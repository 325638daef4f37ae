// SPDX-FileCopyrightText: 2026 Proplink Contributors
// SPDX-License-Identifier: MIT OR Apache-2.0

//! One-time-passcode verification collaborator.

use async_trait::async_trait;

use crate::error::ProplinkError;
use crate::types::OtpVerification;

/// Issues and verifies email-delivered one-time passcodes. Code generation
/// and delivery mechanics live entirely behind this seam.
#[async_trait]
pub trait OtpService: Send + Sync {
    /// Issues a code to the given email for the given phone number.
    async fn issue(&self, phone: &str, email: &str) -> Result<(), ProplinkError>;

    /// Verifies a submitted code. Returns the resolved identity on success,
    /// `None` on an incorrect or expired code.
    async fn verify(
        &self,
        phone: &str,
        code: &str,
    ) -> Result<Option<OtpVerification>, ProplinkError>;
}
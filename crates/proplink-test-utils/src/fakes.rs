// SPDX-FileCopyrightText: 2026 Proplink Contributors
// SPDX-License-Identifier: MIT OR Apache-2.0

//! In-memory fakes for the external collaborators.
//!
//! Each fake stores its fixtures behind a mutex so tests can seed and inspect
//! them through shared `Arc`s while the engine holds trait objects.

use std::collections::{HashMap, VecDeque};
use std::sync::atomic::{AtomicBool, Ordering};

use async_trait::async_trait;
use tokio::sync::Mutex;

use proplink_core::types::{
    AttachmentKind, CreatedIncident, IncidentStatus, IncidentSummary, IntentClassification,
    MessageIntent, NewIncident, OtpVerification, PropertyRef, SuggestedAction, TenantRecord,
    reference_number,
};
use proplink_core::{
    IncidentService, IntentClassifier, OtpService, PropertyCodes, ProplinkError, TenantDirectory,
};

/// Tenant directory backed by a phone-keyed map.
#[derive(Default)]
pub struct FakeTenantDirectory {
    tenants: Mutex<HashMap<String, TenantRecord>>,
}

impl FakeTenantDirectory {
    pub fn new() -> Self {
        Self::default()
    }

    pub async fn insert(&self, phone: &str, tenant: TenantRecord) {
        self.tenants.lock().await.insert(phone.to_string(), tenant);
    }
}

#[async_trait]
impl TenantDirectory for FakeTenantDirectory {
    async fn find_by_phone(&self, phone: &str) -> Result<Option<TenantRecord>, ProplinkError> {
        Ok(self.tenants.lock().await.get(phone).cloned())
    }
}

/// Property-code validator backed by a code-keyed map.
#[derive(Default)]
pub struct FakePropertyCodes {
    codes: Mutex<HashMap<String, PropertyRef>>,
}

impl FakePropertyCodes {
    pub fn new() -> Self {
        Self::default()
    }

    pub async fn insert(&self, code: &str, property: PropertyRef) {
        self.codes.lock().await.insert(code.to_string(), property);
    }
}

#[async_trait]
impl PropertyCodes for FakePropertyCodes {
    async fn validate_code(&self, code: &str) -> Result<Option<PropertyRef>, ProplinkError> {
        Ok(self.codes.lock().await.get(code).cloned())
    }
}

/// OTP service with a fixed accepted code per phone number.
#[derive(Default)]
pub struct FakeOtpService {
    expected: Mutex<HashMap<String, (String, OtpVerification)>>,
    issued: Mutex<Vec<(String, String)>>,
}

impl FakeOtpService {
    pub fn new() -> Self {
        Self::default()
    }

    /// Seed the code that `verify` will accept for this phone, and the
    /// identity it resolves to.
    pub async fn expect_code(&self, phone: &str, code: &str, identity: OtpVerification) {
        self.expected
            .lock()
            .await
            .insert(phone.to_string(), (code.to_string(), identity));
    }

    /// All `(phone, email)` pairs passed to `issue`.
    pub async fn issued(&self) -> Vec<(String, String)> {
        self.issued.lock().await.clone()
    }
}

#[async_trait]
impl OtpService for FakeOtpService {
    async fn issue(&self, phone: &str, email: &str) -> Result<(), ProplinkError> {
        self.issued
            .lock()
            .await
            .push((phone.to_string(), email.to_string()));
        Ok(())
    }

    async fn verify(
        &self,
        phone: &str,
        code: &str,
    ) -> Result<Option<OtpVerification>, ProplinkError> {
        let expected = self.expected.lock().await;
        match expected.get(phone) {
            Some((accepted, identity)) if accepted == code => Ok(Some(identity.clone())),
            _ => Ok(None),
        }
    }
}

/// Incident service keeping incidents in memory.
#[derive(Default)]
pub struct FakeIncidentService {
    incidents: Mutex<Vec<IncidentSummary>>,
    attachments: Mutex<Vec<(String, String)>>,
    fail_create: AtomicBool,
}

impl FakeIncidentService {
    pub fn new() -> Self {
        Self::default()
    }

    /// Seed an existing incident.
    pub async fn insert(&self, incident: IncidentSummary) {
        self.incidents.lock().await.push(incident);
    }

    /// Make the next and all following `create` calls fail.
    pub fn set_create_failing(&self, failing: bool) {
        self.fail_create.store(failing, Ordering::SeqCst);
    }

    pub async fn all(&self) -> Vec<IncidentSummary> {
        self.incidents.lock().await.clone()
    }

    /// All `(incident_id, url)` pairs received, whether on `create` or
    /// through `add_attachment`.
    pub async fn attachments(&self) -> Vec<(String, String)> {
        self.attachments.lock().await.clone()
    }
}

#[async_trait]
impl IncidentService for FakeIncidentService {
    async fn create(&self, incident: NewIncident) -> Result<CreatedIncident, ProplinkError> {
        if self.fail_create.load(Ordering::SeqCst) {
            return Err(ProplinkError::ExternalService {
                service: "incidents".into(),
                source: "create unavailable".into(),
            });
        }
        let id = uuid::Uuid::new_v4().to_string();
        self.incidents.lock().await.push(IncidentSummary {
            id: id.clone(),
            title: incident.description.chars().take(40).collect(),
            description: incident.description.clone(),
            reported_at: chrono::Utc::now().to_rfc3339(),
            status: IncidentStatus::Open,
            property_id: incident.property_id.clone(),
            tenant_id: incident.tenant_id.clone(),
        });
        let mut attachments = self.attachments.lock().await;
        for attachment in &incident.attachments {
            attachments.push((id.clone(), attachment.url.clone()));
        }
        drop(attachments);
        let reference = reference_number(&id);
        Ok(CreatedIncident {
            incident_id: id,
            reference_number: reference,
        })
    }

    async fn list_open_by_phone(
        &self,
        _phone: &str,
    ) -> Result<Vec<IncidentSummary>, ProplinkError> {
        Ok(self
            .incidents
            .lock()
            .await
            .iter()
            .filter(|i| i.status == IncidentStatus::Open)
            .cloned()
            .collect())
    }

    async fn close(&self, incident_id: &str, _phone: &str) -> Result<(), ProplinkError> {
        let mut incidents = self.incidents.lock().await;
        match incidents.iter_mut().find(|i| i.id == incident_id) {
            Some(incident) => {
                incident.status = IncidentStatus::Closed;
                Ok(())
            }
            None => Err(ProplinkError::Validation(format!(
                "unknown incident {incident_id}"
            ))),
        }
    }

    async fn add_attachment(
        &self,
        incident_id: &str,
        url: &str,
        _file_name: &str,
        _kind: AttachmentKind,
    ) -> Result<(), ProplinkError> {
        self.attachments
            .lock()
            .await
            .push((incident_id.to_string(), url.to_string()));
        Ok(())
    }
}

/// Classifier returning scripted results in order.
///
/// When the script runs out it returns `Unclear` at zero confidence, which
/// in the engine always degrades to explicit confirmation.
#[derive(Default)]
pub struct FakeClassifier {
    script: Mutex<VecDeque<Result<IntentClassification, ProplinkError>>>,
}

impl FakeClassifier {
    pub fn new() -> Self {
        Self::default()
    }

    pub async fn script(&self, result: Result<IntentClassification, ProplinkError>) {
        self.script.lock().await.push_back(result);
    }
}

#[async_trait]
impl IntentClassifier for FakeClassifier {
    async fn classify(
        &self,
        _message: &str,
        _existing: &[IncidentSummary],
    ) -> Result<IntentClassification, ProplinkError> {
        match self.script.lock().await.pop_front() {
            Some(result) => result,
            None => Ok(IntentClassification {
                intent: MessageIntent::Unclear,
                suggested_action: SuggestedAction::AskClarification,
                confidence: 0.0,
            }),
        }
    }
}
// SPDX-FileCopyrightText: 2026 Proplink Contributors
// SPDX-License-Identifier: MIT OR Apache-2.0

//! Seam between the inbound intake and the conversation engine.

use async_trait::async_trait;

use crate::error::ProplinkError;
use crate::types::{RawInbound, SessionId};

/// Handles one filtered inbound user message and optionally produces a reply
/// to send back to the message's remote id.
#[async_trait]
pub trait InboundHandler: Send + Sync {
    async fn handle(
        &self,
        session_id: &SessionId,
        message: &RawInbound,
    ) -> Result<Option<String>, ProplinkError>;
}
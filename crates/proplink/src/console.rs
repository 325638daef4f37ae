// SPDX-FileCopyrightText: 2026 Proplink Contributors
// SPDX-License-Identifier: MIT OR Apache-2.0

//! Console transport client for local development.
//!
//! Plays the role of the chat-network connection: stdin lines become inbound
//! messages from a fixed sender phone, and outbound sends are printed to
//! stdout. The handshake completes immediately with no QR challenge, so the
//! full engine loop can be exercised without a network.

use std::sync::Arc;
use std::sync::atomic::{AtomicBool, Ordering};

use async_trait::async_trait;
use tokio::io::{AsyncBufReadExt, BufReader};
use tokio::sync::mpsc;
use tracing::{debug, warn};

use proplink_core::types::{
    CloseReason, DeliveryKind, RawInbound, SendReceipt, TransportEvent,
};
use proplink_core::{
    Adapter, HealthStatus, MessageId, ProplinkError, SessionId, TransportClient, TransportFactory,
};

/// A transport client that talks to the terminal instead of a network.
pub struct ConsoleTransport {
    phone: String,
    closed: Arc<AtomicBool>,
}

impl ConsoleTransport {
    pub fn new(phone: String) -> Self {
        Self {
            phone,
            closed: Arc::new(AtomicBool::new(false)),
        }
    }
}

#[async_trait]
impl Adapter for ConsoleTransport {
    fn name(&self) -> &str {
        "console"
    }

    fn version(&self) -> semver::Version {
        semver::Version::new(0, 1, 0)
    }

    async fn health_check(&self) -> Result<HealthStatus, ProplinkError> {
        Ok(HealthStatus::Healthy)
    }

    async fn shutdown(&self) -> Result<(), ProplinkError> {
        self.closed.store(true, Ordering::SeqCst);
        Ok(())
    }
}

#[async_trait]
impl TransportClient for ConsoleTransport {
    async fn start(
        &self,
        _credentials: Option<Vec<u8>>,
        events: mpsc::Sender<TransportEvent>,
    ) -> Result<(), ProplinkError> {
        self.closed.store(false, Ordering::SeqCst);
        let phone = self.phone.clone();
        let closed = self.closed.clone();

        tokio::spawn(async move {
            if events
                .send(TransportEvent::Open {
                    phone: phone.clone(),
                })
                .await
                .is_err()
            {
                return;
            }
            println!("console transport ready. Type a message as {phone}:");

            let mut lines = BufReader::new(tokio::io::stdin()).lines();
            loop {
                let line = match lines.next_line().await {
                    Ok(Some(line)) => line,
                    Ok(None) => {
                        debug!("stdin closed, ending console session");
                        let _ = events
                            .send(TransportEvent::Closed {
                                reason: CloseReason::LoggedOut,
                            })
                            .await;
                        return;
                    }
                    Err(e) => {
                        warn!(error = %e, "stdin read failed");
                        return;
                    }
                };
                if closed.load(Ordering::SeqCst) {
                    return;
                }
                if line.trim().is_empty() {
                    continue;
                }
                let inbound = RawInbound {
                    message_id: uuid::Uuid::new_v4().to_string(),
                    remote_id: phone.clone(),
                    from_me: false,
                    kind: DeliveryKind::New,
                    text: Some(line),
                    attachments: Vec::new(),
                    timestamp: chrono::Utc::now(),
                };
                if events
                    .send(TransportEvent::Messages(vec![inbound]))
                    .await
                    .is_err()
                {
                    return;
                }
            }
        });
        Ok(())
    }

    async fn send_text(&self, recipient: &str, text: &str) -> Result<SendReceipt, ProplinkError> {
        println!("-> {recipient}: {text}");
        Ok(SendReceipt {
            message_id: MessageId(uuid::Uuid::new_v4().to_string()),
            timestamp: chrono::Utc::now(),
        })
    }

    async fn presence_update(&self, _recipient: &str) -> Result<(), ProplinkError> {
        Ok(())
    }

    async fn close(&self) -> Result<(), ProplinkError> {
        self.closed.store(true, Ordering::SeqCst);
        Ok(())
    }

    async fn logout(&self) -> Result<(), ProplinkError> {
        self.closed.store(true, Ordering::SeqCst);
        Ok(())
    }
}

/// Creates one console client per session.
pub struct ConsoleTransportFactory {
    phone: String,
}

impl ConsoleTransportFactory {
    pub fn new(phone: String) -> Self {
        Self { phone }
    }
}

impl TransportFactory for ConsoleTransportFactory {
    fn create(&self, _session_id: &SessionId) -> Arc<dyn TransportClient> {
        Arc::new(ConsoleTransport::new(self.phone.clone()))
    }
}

:::::

**Description of the task:** What lines of the material above include "Unclear"? Copy each one.

**Your solution:**
/// When the script runs out it returns `Unclear` at zero confidence, which
                intent: MessageIntent::Unclear,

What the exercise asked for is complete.